Have you noticed that many of our new churches are built with no sidewalks? If you don't have a car you can't come. . .

JudyBright said...

Joel,

It's late and I'm not going to try to respond to everything.

I totally agree with you on the point about schools. Here in Ohio the school funding system was ruled unconstitutional around 1992 and still nothing has been done to fix it. I went to a poor country high school and was fortunate to have excellent teachers and received a good public education. But when I traveled to games in other districts, and especially when I moved to Columbus, I saw the stark difference in resources.
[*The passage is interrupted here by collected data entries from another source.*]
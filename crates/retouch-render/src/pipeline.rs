//! Staged render pipeline.
//!
//! A render turns a source raster and an [`Adjustments`] value into a new
//! raster. Stages run in a fixed order and each one is skipped when it would
//! not change the image:
//!
//! ```text
//! source ─► geometry ─► background ─► color matrix ─► pixel engine ─► spatial ─► output
//! ```
//!
//! - **geometry**: rotate, straighten, flip, crop and preview downscale in a
//!   single resampling pass; the segmentation mask goes through the same plan
//! - **background**: remove or blur the background over the mask
//! - **color matrix**: preset, contrast, saturation, exposure, brightness
//! - **pixel engine**: white balance, skin, dehaze, vibrance, tone, vignette,
//!   curves, HSL
//! - **spatial**: sharpen, structure, global blur, denoise
//!
//! The cancel token is checked between stages and once per pixel-engine band.
//! Progress is reported as the cumulative [`StageWeights`] of finished work.
//!
//! # Example
//!
//! ```rust
//! use retouch_core::{CancelToken, Raster};
//! use retouch_render::{Adjustments, Pipeline, RenderConfig, RenderRequest};
//!
//! let pipeline = Pipeline::new(RenderConfig::default());
//! let src = Raster::filled(64, 48, [128, 128, 128, 255]);
//! let adj = Adjustments { rotation: 90.0, ..Default::default() };
//! let out = pipeline
//!     .render(&src, &adj, None, &RenderRequest::full(), &CancelToken::new(), &|_| {})
//!     .unwrap();
//! assert_eq!(out.dimensions(), (48, 64));
//! ```

use std::time::Instant;

use retouch_core::{CancelToken, Cancelled, Mask, Raster};
use retouch_ops::composite::composite;
use retouch_ops::{analyze, filter, AutoParams, BackgroundMode, GeometryPlan, PixelPlan};
#[allow(unused_imports)]
use tracing::{debug, trace, warn};

use crate::adjustments::Adjustments;
use crate::config::{RenderConfig, StageWeights};

const MAX_BACKGROUND_RADIUS: f32 = 65_536.0;

/// What to render.
#[derive(Debug, Clone, Copy, PartialEq, Eq, Default)]
pub struct RenderRequest {
    /// Bounding box for a downscaled preview; `None` renders full resolution.
    pub preview: Option<(u32, u32)>,
    /// Render the uncropped frame (used while the crop itself is edited).
    pub ignore_crop: bool,
}

impl RenderRequest {
    /// Full-resolution render.
    pub fn full() -> Self {
        Self::default()
    }

    /// Preview bounded by `(width, height)`.
    pub fn preview(width: u32, height: u32) -> Self {
        Self {
            preview: Some((width, height)),
            ignore_crop: false,
        }
    }

    /// Same request with the crop ignored.
    pub fn without_crop(self) -> Self {
        Self { ignore_crop: true, ..self }
    }
}

/// The render pipeline with its configuration and optional private pool.
pub struct Pipeline {
    config: RenderConfig,
    pool: Option<rayon::ThreadPool>,
}

impl std::fmt::Debug for Pipeline {
    fn fmt(&self, f: &mut std::fmt::Formatter<'_>) -> std::fmt::Result {
        f.debug_struct("Pipeline")
            .field("config", &self.config)
            .field("private_pool", &self.pool.is_some())
            .finish()
    }
}

impl Default for Pipeline {
    fn default() -> Self {
        Self::new(RenderConfig::default())
    }
}

impl Pipeline {
    /// Creates a pipeline. A non-zero `config.threads` gets its own pool.
    pub fn new(config: RenderConfig) -> Self {
        let pool = config.build_pool();
        Self { config, pool }
    }

    /// Active configuration.
    pub fn config(&self) -> &RenderConfig {
        &self.config
    }

    /// Runs the auto-enhance analyzer on `src`.
    pub fn analyze(&self, src: &Raster) -> AutoParams {
        self.install(|| analyze::auto_params(src, self.config.analysis_edge))
    }

    /// Renders `src` with `adj`.
    ///
    /// `mask` describes the source image; it is only used when a background
    /// mode is set. `progress` receives the cumulative weight of the finished
    /// work, ending at [`StageWeights::total`].
    ///
    /// # Errors
    ///
    /// [`Cancelled`] if `cancel` fires before the render completes.
    pub fn render(
        &self,
        src: &Raster,
        adj: &Adjustments,
        mask: Option<&Mask>,
        request: &RenderRequest,
        cancel: &CancelToken,
        progress: &(dyn Fn(f32) + Sync),
    ) -> Result<Raster, Cancelled> {
        self.install(|| self.render_stages(src, adj, mask, request, cancel, progress))
    }

    /// Preview render bounded by [`RenderConfig::preview_size`].
    pub fn render_preview(
        &self,
        src: &Raster,
        adj: &Adjustments,
        mask: Option<&Mask>,
        cancel: &CancelToken,
    ) -> Result<Raster, Cancelled> {
        let (w, h) = self.config.preview_size;
        self.render(src, adj, mask, &RenderRequest::preview(w, h), cancel, &|_| {})
    }

    fn install<R: Send>(&self, op: impl FnOnce() -> R + Send) -> R {
        match &self.pool {
            Some(pool) => pool.install(op),
            None => op(),
        }
    }

    fn render_stages(
        &self,
        src: &Raster,
        adj: &Adjustments,
        mask: Option<&Mask>,
        request: &RenderRequest,
        cancel: &CancelToken,
        progress: &(dyn Fn(f32) + Sync),
    ) -> Result<Raster, Cancelled> {
        let weights: &StageWeights = &self.config.stage_weights;
        let started = Instant::now();
        trace!(width = src.width(), height = src.height(), ?request, "render");
        cancel.check()?;

        // geometry
        let mut geometry = adj.geometry();
        if request.ignore_crop {
            geometry.crop = None;
        }
        let plan = GeometryPlan::new(src.width(), src.height(), &geometry, request.preview);
        let mut img = if plan.is_identity() {
            debug!("geometry skipped");
            src.clone()
        } else {
            let t = Instant::now();
            let out = plan.apply(src);
            debug!(out_w = out.width(), out_h = out.height(), elapsed_ms = t.elapsed().as_millis() as u64, "geometry");
            out
        };
        cancel.check()?;

        // background
        if adj.background_mode != BackgroundMode::None {
            match mask {
                Some(m) => {
                    let t = Instant::now();
                    let m = plan.apply_mask(m);
                    let radius = adj.background_blur_radius.round().clamp(0.0, MAX_BACKGROUND_RADIUS) as i32;
                    img = composite(&img, Some(&m), adj.background_mode, radius, &self.config.composite_options());
                    debug!(mode = ?adj.background_mode, elapsed_ms = t.elapsed().as_millis() as u64, "background");
                }
                None => warn!(mode = ?adj.background_mode, "no segmentation mask; background effect skipped"),
            }
        }
        let mut done = weights.geometry;
        progress(done);
        cancel.check()?;

        // color matrix
        let matrix = adj.color_matrix();
        if matrix.is_identity() {
            debug!("color matrix skipped");
        } else {
            let t = Instant::now();
            img = matrix.apply(&img);
            debug!(elapsed_ms = t.elapsed().as_millis() as u64, "color matrix");
        }
        done += weights.color;
        progress(done);
        cancel.check()?;

        // pixel engine
        let pixel = PixelPlan::new(&adj.pixel_params(), img.width(), img.height());
        if pixel.is_noop() {
            debug!("pixel engine skipped");
        } else {
            let t = Instant::now();
            let base = done;
            let span = weights.pixel;
            img = pixel.run(&img, self.config.min_chunk_rows, cancel, &|p| progress(base + p * span))?;
            debug!(steps = pixel.active_steps(), elapsed_ms = t.elapsed().as_millis() as u64, "pixel engine");
        }
        done += weights.pixel;
        progress(done);

        // spatial filters
        if adj.has_spatial() {
            let t = Instant::now();
            let step = weights.spatial / 4.0;
            let stages: [(&str, f32, &dyn Fn(&Raster, f32) -> Raster); 4] = [
                ("sharpen", adj.sharpen, &filter::sharpen),
                ("structure", adj.clarity, &filter::structure),
                ("blur", adj.blur, &|r: &Raster, a: f32| filter::blur(r, a, self.config.blur_downscale_edge)),
                ("denoise", adj.denoise, &filter::denoise),
            ];
            for (name, amount, op) in stages {
                cancel.check()?;
                if amount > 0.0 {
                    img = op(&img, amount);
                    trace!(filter = name, amount, "spatial filter");
                }
                done += step;
                progress(done);
            }
            debug!(elapsed_ms = t.elapsed().as_millis() as u64, "spatial filters");
        } else {
            debug!("spatial filters skipped");
            done += weights.spatial;
            progress(done);
        }

        debug!(
            width = img.width(),
            height = img.height(),
            elapsed_ms = started.elapsed().as_millis() as u64,
            "render done"
        );
        Ok(img)
    }
}

#[cfg(test)]
mod tests {
    use super::*;
    use std::sync::Mutex;

    fn render(src: &Raster, adj: &Adjustments) -> Raster {
        Pipeline::default()
            .render(src, adj, None, &RenderRequest::full(), &CancelToken::new(), &|_| {})
            .unwrap()
    }

    #[test]
    fn test_default_adjustments_share_buffer() {
        let src = Raster::filled(10, 10, [1, 2, 3, 255]);
        assert!(render(&src, &Adjustments::default()).ptr_eq(&src));
    }

    #[test]
    fn test_mid_gray_contrast() {
        let src = Raster::filled(2, 2, [128, 128, 128, 255]);
        let adj = Adjustments { contrast: 1.2, ..Default::default() };
        assert_eq!(render(&src, &adj), src);
    }

    #[test]
    fn test_preview_downscales() {
        let src = Raster::filled(2000, 1000, [50, 60, 70, 255]);
        let out = Pipeline::default()
            .render(&src, &Adjustments::default(), None, &RenderRequest::preview(500, 500), &CancelToken::new(), &|_| {})
            .unwrap();
        assert_eq!(out.dimensions(), (500, 250));
    }

    #[test]
    fn test_ignore_crop() {
        let src = Raster::filled(100, 80, [9, 9, 9, 255]);
        let adj = Adjustments {
            crop: Some(retouch_core::NormRect::new(0.0, 0.0, 0.5, 0.5)),
            ..Default::default()
        };
        let p = Pipeline::default();
        let t = CancelToken::new();
        let cropped = p.render(&src, &adj, None, &RenderRequest::full(), &t, &|_| {}).unwrap();
        assert_eq!(cropped.dimensions(), (50, 40));
        let full = p
            .render(&src, &adj, None, &RenderRequest::full().without_crop(), &t, &|_| {})
            .unwrap();
        assert_eq!(full.dimensions(), (100, 80));
    }

    #[test]
    fn test_cancelled_render() {
        let token = CancelToken::new();
        token.cancel();
        let src = Raster::filled(4, 4, [0, 0, 0, 255]);
        let res = Pipeline::default().render(&src, &Adjustments::default(), None, &RenderRequest::full(), &token, &|_| {});
        assert_eq!(res, Err(Cancelled));
    }

    #[test]
    fn test_progress_monotone_to_total() {
        let src = Raster::filled(30, 30, [100, 100, 100, 255]);
        let adj = Adjustments {
            exposure: 0.2,
            vibrance: 0.3,
            sharpen: 0.5,
            ..Default::default()
        };
        let seen = Mutex::new(Vec::new());
        let p = Pipeline::default();
        p.render(&src, &adj, None, &RenderRequest::full(), &CancelToken::new(), &|v| {
            seen.lock().unwrap().push(v)
        })
        .unwrap();
        let seen = seen.into_inner().unwrap();
        let last = *seen.last().unwrap();
        approx::assert_relative_eq!(last, p.config().stage_weights.total(), epsilon = 1e-5);
        assert!(seen.iter().all(|&v| v <= last + 1e-5));
    }

    #[test]
    fn test_background_without_mask_is_passthrough() {
        let src = Raster::filled(8, 8, [10, 20, 30, 255]);
        let adj = Adjustments { background_mode: BackgroundMode::Remove, ..Default::default() };
        assert_eq!(render(&src, &adj), src);
    }

    #[test]
    fn test_background_remove_with_empty_mask() {
        let src = Raster::filled(8, 8, [10, 20, 30, 255]);
        let adj = Adjustments { background_mode: BackgroundMode::Remove, ..Default::default() };
        let mask = Mask::filled(8, 8, 0);
        let out = Pipeline::default()
            .render(&src, &adj, Some(&mask), &RenderRequest::full(), &CancelToken::new(), &|_| {})
            .unwrap();
        assert_eq!(out, Raster::new(8, 8));
    }

    #[test]
    fn test_background_blur_huge_radius() {
        let src = Raster::filled(8, 8, [255, 255, 255, 255]);
        let mask = Mask::filled(8, 8, 0);
        for radius in [5.0e6, f32::MAX, f32::NAN, -3.0] {
            let adj = Adjustments {
                background_mode: BackgroundMode::Blur,
                background_blur_radius: radius,
                ..Default::default()
            };
            let out = Pipeline::default()
                .render(&src, &adj, Some(&mask), &RenderRequest::full(), &CancelToken::new(), &|_| {})
                .unwrap();
            assert_eq!(out, src, "radius {radius}");
        }
    }

    #[test]
    fn test_private_pool() {
        let p = Pipeline::new(RenderConfig { threads: 2, ..Default::default() });
        let src = Raster::filled(16, 16, [100, 100, 100, 255]);
        let adj = Adjustments { tint: 0.5, ..Default::default() };
        let out = p.render(&src, &adj, None, &RenderRequest::full(), &CancelToken::new(), &|_| {}).unwrap();
        assert_eq!(out.pixel(0, 0), [100, 110, 100, 255]);
    }
}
I don' know much about Chicago's public school system, but Columbus is a decent sized city with about 16 high schools or so. I was a substitute teacher's aide for awhile and also student taught at a predominately African American high school. That was my introduction to the black community here in Columbus. While there was a difference in resources between the Columbus schools and the suburbs, the main problem seemed to be how the schools were run. Racial tension, politics, and political correctness had a lot to do with it. I wanted to teach and help these kids, but my hands were tied by a horrible system.

One thing that's been positive here is the introduction of charter schools. They're public schools but they're privately run, so kids in the Columbus SD can go to them tuition free and parents have choice on where to send their kids. There have been some failings, but overall it's been successful and is forcing the Columbus Schools to make some changes because of the kids flocking to these schools.

Just to clarify, I didn't mean at all that someone had to accept Christ before we'd help them with financial stewardship education or any other type of help. I just meant that Jesus is obviously above all. I was giving the example of financial stewardship as just one example of help that could be offered.

I could write a ton more, but I need to go to bed.